▶ _Exercise brief_
Where does the word "struct" show up in the records? Copy every line that has it.

[Collected data]
====================
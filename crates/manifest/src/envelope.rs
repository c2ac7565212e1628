use crate::errors::{ManifestError, Result};
use base64::{engine::general_purpose::STANDARD, Engine as _};
use serde::{Deserialize, Serialize};
use unl_keys::{derive_all, ripple_to_unix, KeyError, ValidatorRecord};

/// Outer JSON container of a published UNL.
///
/// The signature fields are carried through for callers that want them but
/// are never verified here.
#[derive(Debug, Clone, Serialize, Deserialize)]
pub struct UnlEnvelope {
    pub blob: String,
    #[serde(default, skip_serializing_if = "Option::is_none")]
    pub manifest: Option<String>,
    #[serde(default, skip_serializing_if = "Option::is_none")]
    pub signature: Option<String>,
    #[serde(default, skip_serializing_if = "Option::is_none")]
    pub public_key: Option<String>,
    #[serde(default, skip_serializing_if = "Option::is_none")]
    pub version: Option<u32>,
}

/// Decoded payload of the `blob` field.
#[derive(Debug, Clone, Serialize, Deserialize)]
pub struct UnlBlob {
    #[serde(default, skip_serializing_if = "Option::is_none")]
    pub sequence: Option<u64>,
    pub expiration: i64,
    pub validators: Vec<ValidatorRecord>,
}

impl UnlEnvelope {
    /// Base64-decode the blob and parse the validator list inside it.
    pub fn decode_blob(&self) -> Result<UnlBlob> {
        let raw = STANDARD.decode(&self.blob)?;
        Ok(serde_json::from_slice(&raw)?)
    }
}

impl UnlBlob {
    /// Encoded validation keys for every record, in publication order.
    pub fn validator_keys(&self) -> Result<Vec<String>> {
        derive_all(&self.validators).map_err(|err| match err {
            KeyError::EmptyList => ManifestError::EmptyValidatorList,
            other => ManifestError::Key(other),
        })
    }

    /// Document expiration as Unix-epoch seconds.
    pub fn expiration_unix(&self) -> i64 {
        ripple_to_unix(self.expiration)
    }
}

#[cfg(test)]
mod tests {
    use super::*;

    // {"sequence":7,"expiration":741398400,"validators":[
    //   {"validation_public_key":"ED2677...4734","manifest":"JAAAAAF"},
    //   {"validation_public_key":"ED00...00"}]}
    const BLOB_FIXTURE: &str = "eyJzZXF1ZW5jZSI6NywiZXhwaXJhdGlvbiI6NzQxMzk4NDAwLCJ2YWxpZGF0b3JzIjpbeyJ2YWxpZGF0aW9uX3B1YmxpY19rZXkiOiJFRDI2NzdBQkZGRDFCMzNBQzZGQkMzMDYyQjcxRjFFODM5N0MxNTA1RTFDNDJDNjREMTFBRDFCMjhGRjczRjQ3MzQiLCJtYW5pZmVzdCI6IkpBQUFBQUYifSx7InZhbGlkYXRpb25fcHVibGljX2tleSI6IkVEMDAwMDAwMDAwMDAwMDAwMDAwMDAwMDAwMDAwMDAwMDAwMDAwMDAwMDAwMDAwMDAwMDAwMDAwMDAwMDAwMDAwMCJ9XX0=";

    // {"sequence":1,"expiration":0,"validators":[]}
    const EMPTY_BLOB_FIXTURE: &str =
        "eyJzZXF1ZW5jZSI6MSwiZXhwaXJhdGlvbiI6MCwidmFsaWRhdG9ycyI6W119";

    fn envelope(blob: &str) -> UnlEnvelope {
        UnlEnvelope {
            blob: blob.to_string(),
            manifest: None,
            signature: None,
            public_key: None,
            version: Some(1),
        }
    }

    #[test]
    fn decodes_blob_fixture() {
        let blob = envelope(BLOB_FIXTURE).decode_blob().expect("blob should decode");
        assert_eq!(blob.sequence, Some(7));
        assert_eq!(blob.expiration, 741_398_400);
        assert_eq!(blob.validators.len(), 2);
        assert_eq!(blob.validators[1].manifest, None);
    }

    #[test]
    fn derives_keys_from_blob_fixture() {
        let blob = envelope(BLOB_FIXTURE).decode_blob().expect("blob should decode");
        let keys = blob.validator_keys().expect("keys should derive");
        assert_eq!(
            keys,
            vec![
                "nHBe4vqSAzjpPRLKwSFzRFtmvzXaf5wPPmuVrQCAoJoS1zskgDA4".to_string(),
                "nHBMSLsZ7GV3xSoNdySfavejWUCDZ8VnnivSBYUgUzQWoDxd9B7J".to_string(),
            ]
        );
    }

    #[test]
    fn normalizes_expiration_to_unix() {
        let blob = envelope(BLOB_FIXTURE).decode_blob().expect("blob should decode");
        assert_eq!(blob.expiration_unix(), 1_688_083_200);
    }

    #[test]
    fn empty_validator_list_is_an_error() {
        let blob = envelope(EMPTY_BLOB_FIXTURE)
            .decode_blob()
            .expect("blob should decode");
        let err = blob.validator_keys().unwrap_err();
        assert!(matches!(err, ManifestError::EmptyValidatorList));
    }

    #[test]
    fn rejects_invalid_base64() {
        let err = envelope("@@not-base64@@").decode_blob().unwrap_err();
        assert!(matches!(err, ManifestError::Base64(_)));
    }

    #[test]
    fn rejects_non_json_blob() {
        // "not json" in base64
        let err = envelope("bm90IGpzb24=").decode_blob().unwrap_err();
        assert!(matches!(err, ManifestError::Json(_)));
    }
}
====================
▶ _Written reply_
pub struct UnlEnvelope {
pub struct UnlBlob {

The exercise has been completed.